(Stored items)
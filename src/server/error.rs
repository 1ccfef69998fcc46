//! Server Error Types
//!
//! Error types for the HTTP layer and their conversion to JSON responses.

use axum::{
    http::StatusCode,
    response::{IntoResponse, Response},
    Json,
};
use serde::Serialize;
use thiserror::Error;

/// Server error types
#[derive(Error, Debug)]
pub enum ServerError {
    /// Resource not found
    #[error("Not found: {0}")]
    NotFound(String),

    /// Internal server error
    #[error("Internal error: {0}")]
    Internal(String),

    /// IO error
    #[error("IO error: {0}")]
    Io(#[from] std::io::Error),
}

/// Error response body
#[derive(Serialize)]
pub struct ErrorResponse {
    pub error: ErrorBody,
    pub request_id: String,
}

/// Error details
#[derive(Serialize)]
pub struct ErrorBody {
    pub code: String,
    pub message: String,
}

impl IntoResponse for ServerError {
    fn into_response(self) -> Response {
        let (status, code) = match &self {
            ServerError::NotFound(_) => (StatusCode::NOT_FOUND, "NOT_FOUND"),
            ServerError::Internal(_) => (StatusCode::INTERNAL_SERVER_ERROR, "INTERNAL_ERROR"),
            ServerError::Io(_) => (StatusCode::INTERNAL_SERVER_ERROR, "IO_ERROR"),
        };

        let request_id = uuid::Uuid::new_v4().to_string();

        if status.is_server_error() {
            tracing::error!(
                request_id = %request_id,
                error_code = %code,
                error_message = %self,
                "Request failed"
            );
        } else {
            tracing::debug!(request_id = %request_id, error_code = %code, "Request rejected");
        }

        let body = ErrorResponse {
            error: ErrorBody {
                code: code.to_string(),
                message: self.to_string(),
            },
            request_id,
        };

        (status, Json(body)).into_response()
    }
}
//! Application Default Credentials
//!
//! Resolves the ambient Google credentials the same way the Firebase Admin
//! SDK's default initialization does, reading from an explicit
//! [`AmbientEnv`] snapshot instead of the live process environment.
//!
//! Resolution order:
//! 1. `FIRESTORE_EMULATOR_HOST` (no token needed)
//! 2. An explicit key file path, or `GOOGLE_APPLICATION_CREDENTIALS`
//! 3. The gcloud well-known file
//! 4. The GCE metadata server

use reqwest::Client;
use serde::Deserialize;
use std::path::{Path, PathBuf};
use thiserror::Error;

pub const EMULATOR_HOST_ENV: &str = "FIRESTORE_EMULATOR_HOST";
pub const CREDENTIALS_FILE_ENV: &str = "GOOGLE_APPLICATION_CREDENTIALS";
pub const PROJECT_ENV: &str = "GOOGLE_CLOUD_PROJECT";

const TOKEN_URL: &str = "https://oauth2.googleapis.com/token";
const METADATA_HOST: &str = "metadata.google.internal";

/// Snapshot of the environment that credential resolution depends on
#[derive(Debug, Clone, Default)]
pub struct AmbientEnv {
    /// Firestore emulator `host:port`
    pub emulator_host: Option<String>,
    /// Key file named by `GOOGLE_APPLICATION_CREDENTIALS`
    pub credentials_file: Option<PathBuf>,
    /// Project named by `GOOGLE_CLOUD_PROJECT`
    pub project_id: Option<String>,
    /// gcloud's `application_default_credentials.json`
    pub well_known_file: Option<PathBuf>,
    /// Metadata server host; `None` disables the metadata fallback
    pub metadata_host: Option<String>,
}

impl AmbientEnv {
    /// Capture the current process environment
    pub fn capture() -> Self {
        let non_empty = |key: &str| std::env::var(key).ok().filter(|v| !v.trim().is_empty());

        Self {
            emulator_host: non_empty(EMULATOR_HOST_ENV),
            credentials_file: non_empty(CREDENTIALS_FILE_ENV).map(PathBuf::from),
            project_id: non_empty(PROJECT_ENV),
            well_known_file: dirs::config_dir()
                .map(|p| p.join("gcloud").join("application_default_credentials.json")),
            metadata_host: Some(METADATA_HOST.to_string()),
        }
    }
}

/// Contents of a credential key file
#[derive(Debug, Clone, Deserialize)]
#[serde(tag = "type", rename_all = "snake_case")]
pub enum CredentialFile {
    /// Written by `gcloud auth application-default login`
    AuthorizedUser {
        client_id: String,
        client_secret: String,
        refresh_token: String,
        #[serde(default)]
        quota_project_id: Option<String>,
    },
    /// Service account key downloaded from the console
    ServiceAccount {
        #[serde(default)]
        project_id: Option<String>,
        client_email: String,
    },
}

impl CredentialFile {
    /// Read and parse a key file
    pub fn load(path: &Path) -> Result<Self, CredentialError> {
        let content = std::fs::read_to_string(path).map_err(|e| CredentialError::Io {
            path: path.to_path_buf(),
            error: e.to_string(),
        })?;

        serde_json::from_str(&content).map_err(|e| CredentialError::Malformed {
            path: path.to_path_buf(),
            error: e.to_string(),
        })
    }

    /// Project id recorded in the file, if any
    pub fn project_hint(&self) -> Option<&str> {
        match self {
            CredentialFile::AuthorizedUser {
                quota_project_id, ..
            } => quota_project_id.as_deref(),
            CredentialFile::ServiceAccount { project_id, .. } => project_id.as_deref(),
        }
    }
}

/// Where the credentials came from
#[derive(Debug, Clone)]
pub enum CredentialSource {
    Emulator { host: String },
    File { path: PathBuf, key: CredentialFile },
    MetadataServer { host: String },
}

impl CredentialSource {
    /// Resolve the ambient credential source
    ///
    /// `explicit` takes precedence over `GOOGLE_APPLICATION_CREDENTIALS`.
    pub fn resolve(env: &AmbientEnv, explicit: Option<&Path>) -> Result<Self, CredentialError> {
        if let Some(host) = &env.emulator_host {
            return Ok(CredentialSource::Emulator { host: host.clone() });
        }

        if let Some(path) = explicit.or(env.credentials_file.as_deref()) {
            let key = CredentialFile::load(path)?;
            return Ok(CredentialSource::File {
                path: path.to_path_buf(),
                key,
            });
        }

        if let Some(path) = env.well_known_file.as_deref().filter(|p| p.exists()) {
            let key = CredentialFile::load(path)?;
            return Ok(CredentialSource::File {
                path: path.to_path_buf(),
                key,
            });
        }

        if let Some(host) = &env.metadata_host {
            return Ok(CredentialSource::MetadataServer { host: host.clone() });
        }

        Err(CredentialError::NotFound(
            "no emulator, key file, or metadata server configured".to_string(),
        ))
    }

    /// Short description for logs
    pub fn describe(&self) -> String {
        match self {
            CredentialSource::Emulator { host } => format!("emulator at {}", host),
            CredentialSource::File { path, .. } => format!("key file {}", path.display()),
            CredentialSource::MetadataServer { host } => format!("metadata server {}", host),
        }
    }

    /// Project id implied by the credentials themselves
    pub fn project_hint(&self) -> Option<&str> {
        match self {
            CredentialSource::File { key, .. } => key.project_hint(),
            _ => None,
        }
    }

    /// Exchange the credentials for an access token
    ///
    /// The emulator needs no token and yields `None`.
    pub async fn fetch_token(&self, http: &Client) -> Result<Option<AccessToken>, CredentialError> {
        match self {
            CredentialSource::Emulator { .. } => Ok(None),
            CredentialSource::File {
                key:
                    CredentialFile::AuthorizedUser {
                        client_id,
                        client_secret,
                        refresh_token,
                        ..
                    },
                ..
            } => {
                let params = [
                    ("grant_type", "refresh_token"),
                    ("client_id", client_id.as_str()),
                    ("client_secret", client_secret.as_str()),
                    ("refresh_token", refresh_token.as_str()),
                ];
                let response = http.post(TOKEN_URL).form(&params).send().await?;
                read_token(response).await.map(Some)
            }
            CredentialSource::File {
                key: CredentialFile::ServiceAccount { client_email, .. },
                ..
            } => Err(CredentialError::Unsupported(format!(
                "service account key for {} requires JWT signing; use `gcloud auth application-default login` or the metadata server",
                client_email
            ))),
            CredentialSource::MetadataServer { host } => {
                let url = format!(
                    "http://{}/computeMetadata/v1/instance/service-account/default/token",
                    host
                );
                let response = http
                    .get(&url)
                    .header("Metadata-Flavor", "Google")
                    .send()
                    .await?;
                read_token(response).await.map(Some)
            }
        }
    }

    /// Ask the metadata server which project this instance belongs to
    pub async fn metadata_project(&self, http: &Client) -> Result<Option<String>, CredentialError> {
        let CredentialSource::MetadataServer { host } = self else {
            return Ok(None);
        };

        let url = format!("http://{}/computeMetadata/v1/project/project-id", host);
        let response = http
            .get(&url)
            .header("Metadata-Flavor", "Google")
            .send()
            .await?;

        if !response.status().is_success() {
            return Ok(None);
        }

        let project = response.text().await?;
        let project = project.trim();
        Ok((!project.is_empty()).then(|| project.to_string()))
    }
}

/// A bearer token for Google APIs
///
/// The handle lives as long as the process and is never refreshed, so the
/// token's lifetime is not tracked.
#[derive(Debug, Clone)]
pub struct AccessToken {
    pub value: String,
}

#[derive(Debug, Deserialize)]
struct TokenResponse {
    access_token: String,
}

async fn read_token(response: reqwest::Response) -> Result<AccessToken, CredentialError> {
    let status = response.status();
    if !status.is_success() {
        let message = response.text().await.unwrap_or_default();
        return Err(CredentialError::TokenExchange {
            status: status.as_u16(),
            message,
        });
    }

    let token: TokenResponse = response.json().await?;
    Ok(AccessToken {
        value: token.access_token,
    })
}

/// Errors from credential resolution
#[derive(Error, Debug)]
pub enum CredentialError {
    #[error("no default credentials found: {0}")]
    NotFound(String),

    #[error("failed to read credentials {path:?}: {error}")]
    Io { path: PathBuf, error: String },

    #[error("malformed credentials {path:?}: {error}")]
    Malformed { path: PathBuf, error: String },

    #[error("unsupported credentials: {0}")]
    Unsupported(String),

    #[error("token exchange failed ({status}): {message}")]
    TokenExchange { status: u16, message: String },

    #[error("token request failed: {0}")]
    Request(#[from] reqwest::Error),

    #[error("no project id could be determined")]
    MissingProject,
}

Work instructions
Whenever the string "TokenResponse" turns up in a line of the data, copy that line.

Response area
struct TokenResponse {
    let token: TokenResponse = response.json().await?;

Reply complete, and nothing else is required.